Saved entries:
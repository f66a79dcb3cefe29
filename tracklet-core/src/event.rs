//! The analytics event and its delivery options.

use crate::error::VersionError;
use serde::{Deserialize, Deserializer, Serialize, Serializer};

/// Version tag written on every event.
pub const EVENT_VERSION: &str = "2025-05-29";

/// A free-form attribute mapping.
pub type Attributes = serde_json::Map<String, serde_json::Value>;

/// The pinned wire version of [`Event`].
///
/// Zero-sized: it always serializes as [`EVENT_VERSION`] and refuses to
/// deserialize from anything else.
#[derive(Debug, Clone, Copy, Default, PartialEq, Eq, Hash)]
pub struct Version;

impl Version {
    /// The literal tag.
    pub const fn as_str(&self) -> &'static str {
        EVENT_VERSION
    }
}

impl std::fmt::Display for Version {
    fn fmt(&self, f: &mut std::fmt::Formatter<'_>) -> std::fmt::Result {
        f.write_str(EVENT_VERSION)
    }
}

impl Serialize for Version {
    fn serialize<S: Serializer>(&self, serializer: S) -> Result<S::Ok, S::Error> {
        serializer.serialize_str(EVENT_VERSION)
    }
}

impl<'de> Deserialize<'de> for Version {
    fn deserialize<D: Deserializer<'de>>(deserializer: D) -> Result<Self, D::Error> {
        let found = String::deserialize(deserializer)?;
        if found == EVENT_VERSION {
            Ok(Version)
        } else {
            Err(serde::de::Error::custom(VersionError {
                found,
                expected: EVENT_VERSION,
            }))
        }
    }
}

/// Ambient environment snapshot captured at emission time.
#[derive(Debug, Clone, Default, PartialEq, Eq, Serialize, Deserialize)]
#[serde(rename_all = "camelCase")]
pub struct GlobalContext {
    /// Full URL of the current page.
    #[serde(default, skip_serializing_if = "Option::is_none")]
    pub href: Option<String>,
    /// Viewport width in CSS pixels.
    #[serde(default, skip_serializing_if = "Option::is_none")]
    pub window_width: Option<u32>,
    /// Viewport height in CSS pixels.
    #[serde(default, skip_serializing_if = "Option::is_none")]
    pub window_height: Option<u32>,
    /// User-agent string of the host.
    #[serde(default, skip_serializing_if = "Option::is_none")]
    pub user_agent: Option<String>,
}

impl GlobalContext {
    /// Returns `true` if no field is populated.
    pub fn is_empty(&self) -> bool {
        self.href.is_none()
            && self.window_width.is_none()
            && self.window_height.is_none()
            && self.user_agent.is_none()
    }
}

/// Per-call delivery tuning.
#[derive(Debug, Clone, Copy, Default, PartialEq, Eq)]
pub struct EventOptions {
    /// Leave `context` off the event entirely.
    pub omit_context: bool,
}

impl EventOptions {
    /// Options that omit the ambient context.
    pub const fn omit_context() -> Self {
        Self { omit_context: true }
    }
}

/// An analytics event as delivered to providers.
///
/// Built fresh for every emission and never mutated afterwards. `attributes`
/// is always present, even when nothing in the emitting chain supplied any.
#[derive(Debug, Clone, PartialEq, Serialize, Deserialize)]
pub struct Event {
    /// Pinned wire version.
    pub version: Version,
    /// What happened, e.g. `clicked` or `viewed`.
    pub action: String,
    /// What it happened to, e.g. `button`.
    #[serde(default, skip_serializing_if = "Option::is_none")]
    pub name: Option<String>,
    /// Dot-joined boundary path, outermost first.
    #[serde(default, skip_serializing_if = "Option::is_none")]
    pub boundary: Option<String>,
    /// Merged attributes.
    #[serde(default)]
    pub attributes: Attributes,
    /// Ambient context, absent when the caller asked to omit it.
    #[serde(default, skip_serializing_if = "Option::is_none")]
    pub context: Option<GlobalContext>,
}

impl Event {
    /// Create an event with only an action.
    pub fn new(action: impl Into<String>) -> Self {
        Self {
            version: Version,
            action: action.into(),
            name: None,
            boundary: None,
            attributes: Attributes::new(),
            context: None,
        }
    }

    /// Set the event name.
    pub fn with_name(mut self, name: impl Into<String>) -> Self {
        self.name = Some(name.into());
        self
    }

    /// Set the boundary path.
    pub fn with_boundary(mut self, boundary: impl Into<String>) -> Self {
        self.boundary = Some(boundary.into());
        self
    }

    /// Replace the attributes.
    pub fn with_attributes(mut self, attributes: Attributes) -> Self {
        self.attributes = attributes;
        self
    }

    /// Attach an ambient context.
    pub fn with_context(mut self, context: GlobalContext) -> Self {
        self.context = Some(context);
        self
    }
}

_BRIEF:_ All of the data is to be written out again, word for word.

_RESPONSE:_
repository f66a79dcb3cefe29
filename tracklet-core/src/event.rs
//! The analytics event and its delivery options.

use crate::error::VersionError;
use serde::{Deserialize, Deserializer, Serialize, Serializer};

/// Version tag written on every event.
pub const EVENT_VERSION: &str = "2025-05-29";

/// A free-form attribute mapping.
pub type Attributes = serde_json::Map<String, serde_json::Value>;

/// The pinned wire version of [`Event`].
///
/// Zero-sized: it always serializes as [`EVENT_VERSION`] and refuses to
/// deserialize from anything else.
#[derive(Debug, Clone, Copy, Default, PartialEq, Eq, Hash)]
pub struct Version;

impl Version {
    /// The literal tag.
    pub const fn as_str(&self) -> &'static str {
        EVENT_VERSION
    }
}

impl std::fmt::Display for Version {
    fn fmt(&self, f: &mut std::fmt::Formatter<'_>) -> std::fmt::Result {
        f.write_str(EVENT_VERSION)
    }
}

impl Serialize for Version {
    fn serialize<S: Serializer>(&self, serializer: S) -> Result<S::Ok, S::Error> {
        serializer.serialize_str(EVENT_VERSION)
    }
}

impl<'de> Deserialize<'de> for Version {
    fn deserialize<D: Deserializer<'de>>(deserializer: D) -> Result<Self, D::Error> {
        let found = String::deserialize(deserializer)?;
        if found == EVENT_VERSION {
            Ok(Version)
        } else {
            Err(serde::de::Error::custom(VersionError {
                found,
                expected: EVENT_VERSION,
            }))
        }
    }
}

/// Ambient environment snapshot captured at emission time.
#[derive(Debug, Clone, Default, PartialEq, Eq, Serialize, Deserialize)]
#[serde(rename_all = "camelCase")]
pub struct GlobalContext {
    /// Full URL of the current page.
    #[serde(default, skip_serializing_if = "Option::is_none")]
    pub href: Option<String>,
    /// Viewport width in CSS pixels.
    #[serde(default, skip_serializing_if = "Option::is_none")]
    pub window_width: Option<u32>,
    /// Viewport height in CSS pixels.
    #[serde(default, skip_serializing_if = "Option::is_none")]
    pub window_height: Option<u32>,
    /// User-agent string of the host.
    #[serde(default, skip_serializing_if = "Option::is_none")]
    pub user_agent: Option<String>,
}

impl GlobalContext {
    /// Returns `true` if no field is populated.
    pub fn is_empty(&self) -> bool {
        self.href.is_none()
            && self.window_width.is_none()
            && self.window_height.is_none()
            && self.user_agent.is_none()
    }
}

/// Per-call delivery tuning.
#[derive(Debug, Clone, Copy, Default, PartialEq, Eq)]
pub struct EventOptions {
    /// Leave `context` off the event entirely.
    pub omit_context: bool,
}

impl EventOptions {
    /// Options that omit the ambient context.
    pub const fn omit_context() -> Self {
        Self { omit_context: true }
    }
}

/// An analytics event as delivered to providers.
///
/// Built fresh for every emission and never mutated afterwards. `attributes`
/// is always present, even when nothing in the emitting chain supplied any.
#[derive(Debug, Clone, PartialEq, Serialize, Deserialize)]
pub struct Event {
    /// Pinned wire version.
    pub version: Version,
    /// What happened, e.g. `clicked` or `viewed`.
    pub action: String,
    /// What it happened to, e.g. `button`.
    #[serde(default, skip_serializing_if = "Option::is_none")]
    pub name: Option<String>,
    /// Dot-joined boundary path, outermost first.
    #[serde(default, skip_serializing_if = "Option::is_none")]
    pub boundary: Option<String>,
    /// Merged attributes.
    #[serde(default)]
    pub attributes: Attributes,
    /// Ambient context, absent when the caller asked to omit it.
    #[serde(default, skip_serializing_if = "Option::is_none")]
    pub context: Option<GlobalContext>,
}

impl Event {
    /// Create an event with only an action.
    pub fn new(action: impl Into<String>) -> Self {
        Self {
            version: Version,
            action: action.into(),
            name: None,
            boundary: None,
            attributes: Attributes::new(),
            context: None,
        }
    }

    /// Set the event name.
    pub fn with_name(mut self, name: impl Into<String>) -> Self {
        self.name = Some(name.into());
        self
    }

    /// Set the boundary path.
    pub fn with_boundary(mut self, boundary: impl Into<String>) -> Self {
        self.boundary = Some(boundary.into());
        self
    }

    /// Replace the attributes.
    pub fn with_attributes(mut self, attributes: Attributes) -> Self {
        self.attributes = attributes;
        self
    }

    /// Attach an ambient context.
    pub fn with_context(mut self, context: GlobalContext) -> Self {
        self.context = Some(context);
        self
    }
}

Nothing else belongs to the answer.